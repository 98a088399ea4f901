//! Bidirectional WebSocket message relay between a caller and a backend.

use futures_util::{Sink, SinkExt, Stream, StreamExt};
use std::time::Duration;
use tokio::{sync::mpsc, task::AbortHandle};
use tokio_tungstenite::tungstenite::{
    Error as WsError, Message,
    protocol::{CloseFrame, frame::coding::CloseCode},
};
use tracing::{debug, error};

use crate::error::{RelayError, is_closed};

/// Largest close reason that fits a control frame next to the status code.
pub const MAX_CLOSE_REASON: usize = 123;

const SINK_CLOSE_TIMEOUT: Duration = Duration::from_secs(1);

const TO_CLIENT: &str = "backend->client";
const TO_BACKEND: &str = "client->backend";

/// How one relay direction ended.
#[derive(Debug)]
enum Outcome {
    /// A close frame or an already-closed connection; `code` is the peer's.
    Closed(Option<CloseCode>),
    Failed(RelayError),
}

impl Outcome {
    #[must_use]
    const fn is_abnormal(&self) -> bool {
        match self {
            Self::Closed(_) => false,
            Self::Failed(err) => !err.is_normal_closure(),
        }
    }
}

/// Copies messages both ways until each direction has ended.
///
/// Once one direction reports, the other gets `close_grace` to finish
/// (`None` waits as long as it takes) before it is aborted. Both connections
/// are closed on return.
#[tracing::instrument(skip_all)]
pub async fn relay<C, B>(client: C, backend: B, close_grace: Option<Duration>)
where
    C: Stream<Item = Result<Message, WsError>> + Sink<Message, Error = WsError> + Send + Unpin + 'static,
    B: Stream<Item = Result<Message, WsError>> + Sink<Message, Error = WsError> + Send + Unpin + 'static,
{
    let (client_sink, client_stream) = client.split();
    let (backend_sink, backend_stream) = backend.split();

    let (client_tx, mut client_rx) = mpsc::channel(1);
    let (backend_tx, mut backend_rx) = mpsc::channel(1);

    let to_client = tokio::spawn(replicate(backend_stream, client_sink, client_tx));
    let to_backend = tokio::spawn(replicate(client_stream, backend_sink, backend_tx));

    debug!("Relay started");

    let first = tokio::select! {
        Some(outcome) = client_rx.recv() => Some((TO_CLIENT, outcome)),
        Some(outcome) = backend_rx.recv() => Some((TO_BACKEND, outcome)),
        else => None,
    };

    match first {
        Some((direction, outcome)) => {
            log_outcome(direction, &outcome);
            let (rx, task, direction) = if direction == TO_CLIENT {
                (&mut backend_rx, to_backend.abort_handle(), TO_BACKEND)
            } else {
                (&mut client_rx, to_client.abort_handle(), TO_CLIENT)
            };
            if let Some(outcome) = await_second(rx, task, close_grace, direction).await {
                log_outcome(direction, &outcome);
            }
        }
        None => error!("Relay tasks ended without reporting"),
    }

    // The client connection is closed whichever side ended the session.
    if let Ok(mut sink) = to_client.await {
        close_sink(&mut sink, "client").await;
    }
    if let Ok(mut sink) = to_backend.await {
        close_sink(&mut sink, "backend").await;
    }

    debug!("Relay finished");
}

async fn await_second(
    rx: &mut mpsc::Receiver<Outcome>,
    task: AbortHandle,
    close_grace: Option<Duration>,
    direction: &'static str,
) -> Option<Outcome> {
    let Some(grace) = close_grace else {
        return rx.recv().await;
    };
    if let Ok(outcome) = tokio::time::timeout(grace, rx.recv()).await {
        outcome
    } else {
        debug!(direction, grace = ?grace, "Direction still open after close grace; aborting");
        task.abort();
        None
    }
}

/// Forwards `src` into `dst` until a terminal condition, reports it on
/// `report` and hands `dst` back for teardown.
async fn replicate<S, D>(mut src: S, mut dst: D, report: mpsc::Sender<Outcome>) -> D
where
    S: Stream<Item = Result<Message, WsError>> + Unpin,
    D: Sink<Message, Error = WsError> + Unpin,
{
    let outcome = loop {
        match src.next().await {
            Some(Ok(Message::Close(frame))) => {
                let code = frame.as_ref().map(|frame| frame.code);
                send_close(&mut dst, frame).await;
                break Outcome::Closed(code);
            }
            Some(Ok(message)) => {
                if let Err(e) = dst.send(message).await {
                    break Outcome::Failed(RelayError::Write(e));
                }
            }
            Some(Err(e)) if is_closed(&e) => {
                send_close(&mut dst, Some(normal_close())).await;
                break Outcome::Closed(None);
            }
            None => {
                send_close(&mut dst, Some(normal_close())).await;
                break Outcome::Closed(None);
            }
            Some(Err(e)) => {
                send_close(&mut dst, Some(abnormal_close(&e))).await;
                break Outcome::Failed(RelayError::Read(e));
            }
        }
    };

    let _ = report.send(outcome).await;
    dst
}

async fn send_close<D>(dst: &mut D, frame: Option<CloseFrame>)
where
    D: Sink<Message, Error = WsError> + Unpin,
{
    if let Err(e) = dst.send(Message::Close(frame)).await {
        if !is_closed(&e) {
            debug!(error = %e, "Close frame not delivered");
        }
    }
}

async fn close_sink<D>(sink: &mut D, side: &'static str)
where
    D: Sink<Message, Error = WsError> + Unpin,
{
    match tokio::time::timeout(SINK_CLOSE_TIMEOUT, sink.close()).await {
        Ok(Err(e)) if !is_closed(&e) => debug!(side, error = %e, "Failed to close connection"),
        Err(_) => debug!(side, "Timed out closing connection"),
        _ => {}
    }
}

fn normal_close() -> CloseFrame {
    CloseFrame {
        code: CloseCode::Normal,
        reason: "".into(),
    }
}

fn abnormal_close(err: &WsError) -> CloseFrame {
    let reason = err.to_string();
    CloseFrame {
        code: CloseCode::Abnormal,
        reason: truncate_reason(&reason).to_owned().into(),
    }
}

/// Cuts `reason` to [`MAX_CLOSE_REASON`] bytes on a char boundary.
#[must_use]
pub fn truncate_reason(reason: &str) -> &str {
    if reason.len() <= MAX_CLOSE_REASON {
        return reason;
    }
    let mut end = MAX_CLOSE_REASON;
    while !reason.is_char_boundary(end) {
        end -= 1;
    }
    &reason[..end]
}

fn log_outcome(direction: &'static str, outcome: &Outcome) {
    match outcome {
        Outcome::Failed(err) if outcome.is_abnormal() => {
            error!(direction, error = %err, "Relay direction failed");
        }
        Outcome::Failed(err) => debug!(direction, error = %err, "Relay direction closed"),
        Outcome::Closed(code) => debug!(direction, code = ?code, "Relay direction closed"),
    }
}
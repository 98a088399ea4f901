use http::uri::Scheme;
use std::{
    io,
    pin::Pin,
    task::{Context, Poll},
};
use tokio::{
    io::{AsyncRead, AsyncWrite, ReadBuf},
    net::TcpStream,
};

/// An accepted connection, plain or behind TLS.
pub enum StreamType {
    Plain(TcpStream),
    Tls(Box<tokio_rustls::server::TlsStream<TcpStream>>),
}

impl AsyncRead for StreamType {
    fn poll_read(
        mut self: Pin<&mut Self>,
        cx: &mut Context<'_>,
        buf: &mut ReadBuf<'_>,
    ) -> Poll<io::Result<()>> {
        match &mut *self {
            Self::Plain(stream) => Pin::new(stream).poll_read(cx, buf),
            Self::Tls(stream) => Pin::new(stream).poll_read(cx, buf),
        }
    }
}

impl AsyncWrite for StreamType {
    fn poll_write(
        mut self: Pin<&mut Self>,
        cx: &mut Context<'_>,
        buf: &[u8],
    ) -> Poll<io::Result<usize>> {
        match &mut *self {
            Self::Plain(stream) => Pin::new(stream).poll_write(cx, buf),
            Self::Tls(stream) => Pin::new(stream).poll_write(cx, buf),
        }
    }

    fn poll_flush(mut self: Pin<&mut Self>, cx: &mut Context<'_>) -> Poll<io::Result<()>> {
        match &mut *self {
            Self::Plain(stream) => Pin::new(stream).poll_flush(cx),
            Self::Tls(stream) => Pin::new(stream).poll_flush(cx),
        }
    }

    fn poll_shutdown(mut self: Pin<&mut Self>, cx: &mut Context<'_>) -> Poll<io::Result<()>> {
        match &mut *self {
            Self::Plain(stream) => Pin::new(stream).poll_shutdown(cx),
            Self::Tls(stream) => Pin::new(stream).poll_shutdown(cx),
        }
    }
}

impl StreamType {
    /// Scheme requests on this connection arrived over.
    #[must_use]
    pub fn scheme(&self) -> Scheme {
        match self {
            Self::Plain(_) => Scheme::HTTP,
            Self::Tls(_) => Scheme::HTTPS,
        }
    }
}
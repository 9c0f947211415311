//! # hashcode
//!
//! Deterministic 32-bit string hash codes for Rust.
//!
//! The hash is the base-31 polynomial recurrence `hash = hash * 31 + c` over
//! the code points of a string, with two's-complement wraparound after every
//! step. It is fast, stable across platforms and builds, and intended for
//! bucketing and ID generation. It is not collision resistant.
//!
//! ## Quick Start
//!
//! ```rust
//! use hashcode::prelude::*;
//!
//! assert_eq!(string_hash(""), 0);
//! assert_eq!(string_hash("a"), 97);
//! assert_eq!(string_hash("hello"), 99162322);
//!
//! // Text that arrives in pieces
//! let mut hasher = StringHasher::new();
//! hasher.write_str("hel");
//! hasher.write_str("lo");
//! assert_eq!(hasher.finish(), 99162322);
//! ```
//!
//! With the default `derive` feature, enum variants get stable IDs:
//!
//! ```rust
//! # #[cfg(feature = "derive")]
//! # {
//! use hashcode::prelude::*;
//!
//! #[derive(Debug, Clone, Copy, PartialEq, StableId)]
//! enum NodeKind {
//!     #[id = "chance"]
//!     Chance,
//!     #[id = "decision"]
//!     Decision,
//! }
//!
//! assert_eq!(NodeKind::Chance.stable_id(), hash_code!("chance"));
//! assert_eq!(NodeKind::from_stable_id(string_hash("decision")), Some(NodeKind::Decision));
//! # }
//! ```

// Re-export sub-crates
pub use hashcode_core as core;
pub use hashcode_utils as utils;

pub use hashcode_core::{
    hash_code_points, hash_utf8, HashError, HashResult, HashScheme, StableId, StringHasher,
};
pub use hashcode_utils::{hash_step, string_hash, utf16_string_hash};

// Re-export macros when feature is enabled
#[cfg(feature = "derive")]
pub use hashcode_macros::hash_code;
#[cfg(feature = "derive")]
pub use hashcode_macros::StableId;

/// Prelude module for convenient imports.
///
/// ```rust
/// use hashcode::prelude::*;
/// ```
pub mod prelude {
    pub use hashcode_core::{
        hash_code_points, hash_utf8, HashError, HashResult, HashScheme, StableId, StringHasher,
    };
    pub use hashcode_utils::{string_hash, utf16_string_hash};

    #[cfg(feature = "derive")]
    pub use hashcode_macros::{hash_code, StableId};
}
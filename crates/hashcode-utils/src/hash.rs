//! Polynomial string hash functions.
//!
//! This module provides the base-31 rolling hash used throughout the hashcode
//! crates for turning string identifiers into stable `i32` hash codes.

/// Multiplier applied to the accumulator before each unit is added.
pub const HASH_MULTIPLIER: i32 = 31;

/// Apply one step of the recurrence: `hash * 31 + unit`, wrapped to 32 bits.
///
/// Every hashing path in this workspace goes through this function, so the
/// result of hashing `t + c` is always `hash_step(hash(t), c)`.
///
/// `unit` is a code point or a UTF-16 code unit. Both fit comfortably in the
/// positive `i32` range, so the cast never changes the value.
///
/// # Examples
///
/// ```
/// use hashcode_utils::{hash_step, string_hash};
///
/// assert_eq!(hash_step(string_hash("hell"), 'o' as u32), string_hash("hello"));
/// ```
#[inline]
pub const fn hash_step(hash: i32, unit: u32) -> i32 {
    hash.wrapping_mul(HASH_MULTIPLIER).wrapping_add(unit as i32)
}

/// Compute the 32-bit polynomial hash of a string over its code points.
///
/// Each character contributes its full Unicode scalar value, so characters
/// outside the Basic Multilingual Plane are hashed as a single unit rather
/// than as a surrogate pair.
///
/// # Properties
///
/// - **Deterministic**: Same input always produces the same output
/// - **Wrapping**: Overflow wraps in two's complement, it never saturates or panics
/// - **Const-friendly**: Can be evaluated at compile time
/// - **No dependencies**: Pure Rust implementation
///
/// # Algorithm
///
/// 1. Start with `0`
/// 2. For each character: multiply the hash by `31`, then add the code point
/// 3. Return the final hash value
///
/// # Examples
///
/// ```
/// use hashcode_utils::string_hash;
///
/// // Runtime usage
/// assert_eq!(string_hash("hello"), 99162322);
///
/// // Compile-time usage
/// const HELLO_ID: i32 = string_hash("hello");
/// assert_eq!(HELLO_ID, 99162322);
/// ```
#[inline]
pub const fn string_hash(s: &str) -> i32 {
    let bytes = s.as_bytes();
    let mut hash = 0;
    let mut i = 0;
    while i < bytes.len() {
        let (code_point, width) = decode_utf8(bytes, i);
        hash = hash_step(hash, code_point);
        i += width;
    }
    hash
}

/// Compute the 32-bit polynomial hash of a string over its UTF-16 code units.
///
/// Characters outside the Basic Multilingual Plane are split into a surrogate
/// pair and both units are fed through the recurrence. This matches hash
/// codes produced by runtimes that store strings as UTF-16. For text made only
/// of BMP characters the result equals [`string_hash`].
///
/// # Examples
///
/// ```
/// use hashcode_utils::{string_hash, utf16_string_hash};
///
/// assert_eq!(utf16_string_hash("hello"), string_hash("hello"));
/// assert_eq!(utf16_string_hash("\u{1F600}"), 1772899);
/// ```
#[inline]
pub const fn utf16_string_hash(s: &str) -> i32 {
    let bytes = s.as_bytes();
    let mut hash = 0;
    let mut i = 0;
    while i < bytes.len() {
        let (code_point, width) = decode_utf8(bytes, i);
        if code_point > 0xFFFF {
            let (high, low) = split_surrogates(code_point);
            hash = hash_step(hash, high as u32);
            hash = hash_step(hash, low as u32);
        } else {
            hash = hash_step(hash, code_point);
        }
        i += width;
    }
    hash
}

/// Split a supplementary-plane code point into its UTF-16 surrogate pair.
///
/// `code_point` must be in `0x10000..=0x10FFFF`.
#[inline]
pub const fn split_surrogates(code_point: u32) -> (u16, u16) {
    let offset = code_point - 0x10000;
    let high = 0xD800 + (offset >> 10);
    let low = 0xDC00 + (offset & 0x3FF);
    (high as u16, low as u16)
}

/// Decode the UTF-8 sequence starting at `i`, returning the code point and
/// the number of bytes it occupies.
///
/// The input comes from a `&str`, so the sequence is always well-formed.
const fn decode_utf8(bytes: &[u8], i: usize) -> (u32, usize) {
    let lead = bytes[i] as u32;
    if lead < 0x80 {
        (lead, 1)
    } else if lead < 0xE0 {
        let cp = ((lead & 0x1F) << 6) | continuation(bytes, i + 1);
        (cp, 2)
    } else if lead < 0xF0 {
        let cp = ((lead & 0x0F) << 12)
            | (continuation(bytes, i + 1) << 6)
            | continuation(bytes, i + 2);
        (cp, 3)
    } else {
        let cp = ((lead & 0x07) << 18)
            | (continuation(bytes, i + 1) << 12)
            | (continuation(bytes, i + 2) << 6)
            | continuation(bytes, i + 3);
        (cp, 4)
    }
}

#[inline]
const fn continuation(bytes: &[u8], i: usize) -> u32 {
    (bytes[i] & 0x3F) as u32
}
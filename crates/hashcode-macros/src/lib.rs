//! Procedural macros for the hashcode crates.
//!
//! This crate provides `hash_code!` for hashing string literals at compile
//! time and `#[derive(StableId)]` for giving enum variants stable integer IDs.
//!
//! # Example
//!
//! ```ignore
//! use hashcode::prelude::*;
//!
//! #[derive(Debug, Clone, Copy, PartialEq, StableId)]
//! pub enum NodeKind {
//!     #[id = "chance"]
//!     Chance,
//!     #[id = "decision"]
//!     Decision,
//! }
//!
//! assert_eq!(NodeKind::Chance.stable_id(), hash_code!("chance"));
//! ```

use proc_macro::TokenStream;

mod codegen;
mod ir;
mod parse;
mod validate;

/// Hash a string literal at compile time.
///
/// Expands to an `i32` expression equal to `string_hash` of the literal.
/// The argument must be a single string literal.
///
/// # Example
///
/// ```ignore
/// const HELLO: i32 = hash_code!("hello");
/// assert_eq!(HELLO, 99162322);
/// ```
#[proc_macro]
pub fn hash_code(input: TokenStream) -> TokenStream {
    let literal = syn::parse_macro_input!(input as syn::LitStr);
    let hash = hashcode_utils::string_hash(&literal.value());
    codegen::hash_literal(hash).into()
}

/// Derive macro for implementing `StableId` on enums.
///
/// This macro generates:
/// - `StableId` trait implementation (IDS, NAMES, stable_id, from_stable_id, id_name)
/// - Compile-time duplicate name and hash collision detection
///
/// # Requirements
///
/// - The type must be an enum with at least one variant
/// - All variants must be unit variants (no fields)
///
/// # Attributes
///
/// - `#[id = "..."]` - Optional name to hash for a variant. If not specified,
///   the variant identifier is used.
///
/// # Example
///
/// ```ignore
/// #[derive(StableId)]
/// pub enum Edge {
///     #[id = "parent"]
///     Parent,
///     Child,  // Hashes "Child"
/// }
/// ```
#[proc_macro_derive(StableId, attributes(id))]
pub fn derive_stable_id(input: TokenStream) -> TokenStream {
    let input = syn::parse_macro_input!(input as syn::DeriveInput);

    match derive_stable_id_impl(input) {
        Ok(tokens) => tokens.into(),
        Err(err) => err.to_compile_error().into(),
    }
}

fn derive_stable_id_impl(input: syn::DeriveInput) -> syn::Result<proc_macro2::TokenStream> {
    let ir = parse::parse(input)?;
    validate::validate(&ir)?;
    Ok(codegen::generate(&ir))
}
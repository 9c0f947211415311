//! Incremental string hashing.
//!
//! [`StringHasher`] accumulates the hash of text that arrives in pieces.
//! Feeding it `"hel"` and then `"lo"` gives the same result as hashing
//! `"hello"` in one call.

use std::fmt;

use hashcode_utils::{hash_step, split_surrogates};

use crate::config::HashScheme;
use crate::error::{HashError, HashResult};

/// Largest valid Unicode code point.
pub const MAX_CODE_POINT: u32 = 0x10FFFF;

/// Incremental polynomial hasher.
///
/// The hasher is a plain value: cloning it forks the accumulation, and it can
/// be built in `const` items.
///
/// # Example
///
/// ```
/// use hashcode_core::StringHasher;
/// use std::fmt::Write;
///
/// let mut hasher = StringHasher::new();
/// write!(hasher, "node-{}", 17).unwrap();
/// assert_eq!(hasher.finish(), StringHasher::hash("node-17"));
/// ```
#[derive(Debug, Clone, Copy, PartialEq, Eq, Default)]
pub struct StringHasher {
    hash: i32,
    len: usize,
    scheme: HashScheme,
}

impl StringHasher {
    /// Create a hasher using the code-point scheme.
    pub const fn new() -> Self {
        Self::with_scheme(HashScheme::CodePoint)
    }

    /// Create a hasher using the given scheme.
    pub const fn with_scheme(scheme: HashScheme) -> Self {
        Self {
            hash: 0,
            len: 0,
            scheme,
        }
    }

    /// Hash a whole string over its code points.
    ///
    /// # Example
    ///
    /// ```
    /// use hashcode_core::StringHasher;
    ///
    /// assert_eq!(StringHasher::hash(""), 0);
    /// assert_eq!(StringHasher::hash("a"), 97);
    /// assert_eq!(StringHasher::hash("ab"), 3105);
    /// assert_eq!(StringHasher::hash("hello"), 99162322);
    /// ```
    #[inline]
    pub const fn hash(text: &str) -> i32 {
        hashcode_utils::string_hash(text)
    }

    /// The scheme this hasher was created with.
    pub const fn scheme(&self) -> HashScheme {
        self.scheme
    }

    /// Number of code points written so far.
    pub const fn len(&self) -> usize {
        self.len
    }

    /// Whether nothing has been written yet.
    pub const fn is_empty(&self) -> bool {
        self.len == 0
    }

    /// Add one character.
    pub fn write_char(&mut self, c: char) {
        self.push(c as u32);
    }

    /// Add every character of `text`.
    pub fn write_str(&mut self, text: &str) {
        for c in text.chars() {
            self.push(c as u32);
        }
    }

    /// Add a raw code point.
    ///
    /// Surrogate code points (U+D800 to U+DFFF) are accepted and hashed as
    /// their value. Values above U+10FFFF are rejected and leave the hasher
    /// unchanged.
    pub fn write_code_point(&mut self, code_point: u32) -> HashResult<()> {
        if code_point > MAX_CODE_POINT {
            return Err(HashError::CodePointOutOfRange {
                index: self.len,
                value: code_point,
            });
        }
        self.push(code_point);
        Ok(())
    }

    /// The hash of everything written so far.
    #[inline]
    pub const fn finish(&self) -> i32 {
        self.hash
    }

    /// Forget everything written, keeping the scheme.
    pub fn reset(&mut self) {
        self.hash = 0;
        self.len = 0;
    }

    fn push(&mut self, code_point: u32) {
        self.hash = match self.scheme {
            HashScheme::Utf16 if code_point > 0xFFFF => {
                let (high, low) = split_surrogates(code_point);
                hash_step(hash_step(self.hash, high as u32), low as u32)
            }
            _ => hash_step(self.hash, code_point),
        };
        self.len += 1;
    }
}

impl fmt::Write for StringHasher {
    fn write_str(&mut self, s: &str) -> fmt::Result {
        StringHasher::write_str(self, s);
        Ok(())
    }

    fn write_char(&mut self, c: char) -> fmt::Result {
        StringHasher::write_char(self, c);
        Ok(())
    }
}

impl Extend<char> for StringHasher {
    fn extend<I: IntoIterator<Item = char>>(&mut self, iter: I) {
        for c in iter {
            self.write_char(c);
        }
    }
}

impl<'a> Extend<&'a str> for StringHasher {
    fn extend<I: IntoIterator<Item = &'a str>>(&mut self, iter: I) {
        for s in iter {
            self.write_str(s);
        }
    }
}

————

Problem description ▸ Copy every line of the data that carries the word "base".

Solution for this exercise ▸
//! The hash is the base-31 polynomial recurrence `hash = hash * 31 + c` over
//! This module provides the base-31 rolling hash used throughout the hashcode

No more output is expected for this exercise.